Give the lines below again exactly, starting with the line that holds "for reconciliation events." and going on through the line that holds "under at-least-once delivery.".

Source records
= Beginning of Section =
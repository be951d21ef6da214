//! Append-only audit trail for reconciliation events.
//!
//! One row is written per reconciliation branch taken. Rows are never
//! updated or deleted by this service; duplicates from redelivered webhooks
//! are acceptable and expected under at-least-once delivery.

use chrono::{DateTime, Utc};
use serde::Serialize;
use sqlx::FromRow;
use uuid::Uuid;

/// Audit log record from the database.
///
/// # Database Table
///
/// Maps to the `payment_logs` table.
#[derive(Debug, Clone, FromRow, Serialize)]
pub struct PaymentLog {
    pub id: Uuid,

    /// Transaction the event was reconciled against
    pub transaction_id: Uuid,

    /// Event tag, see [`PaymentEventType`]
    pub event_type: String,

    /// The raw payload that triggered the event
    pub data: serde_json::Value,

    pub created_at: DateTime<Utc>,
}

/// Insert shape for a new audit row.
///
/// `id` and `created_at` are assigned by the store.
#[derive(Debug, Clone)]
pub struct NewPaymentLog {
    pub transaction_id: Uuid,
    pub event_type: PaymentEventType,
    pub data: serde_json::Value,
}

impl NewPaymentLog {
    pub fn new(transaction_id: Uuid, event_type: PaymentEventType, data: serde_json::Value) -> Self {
        Self {
            transaction_id,
            event_type,
            data,
        }
    }
}

/// Event tags written to `payment_logs.event_type`, one per reconciliation
/// branch.
#[derive(Debug, Clone, Copy, PartialEq, Eq)]
pub enum PaymentEventType {
    Completed,
    Failed,
    Pending,
    Cancelled,
}

impl PaymentEventType {
    /// The exact string stored in the database.
    pub fn as_str(&self) -> &'static str {
        match self {
            PaymentEventType::Completed => "payment_completed",
            PaymentEventType::Failed => "payment_failed",
            PaymentEventType::Pending => "payment_pending",
            PaymentEventType::Cancelled => "payment_cancelled",
        }
    }
}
= End of Section =
Output for this task >>
//! Append-only audit trail for reconciliation events.
//!
//! One row is written per reconciliation branch taken. Rows are never
//! updated or deleted by this service; duplicates from redelivered webhooks
//! are acceptable and expected under at-least-once delivery.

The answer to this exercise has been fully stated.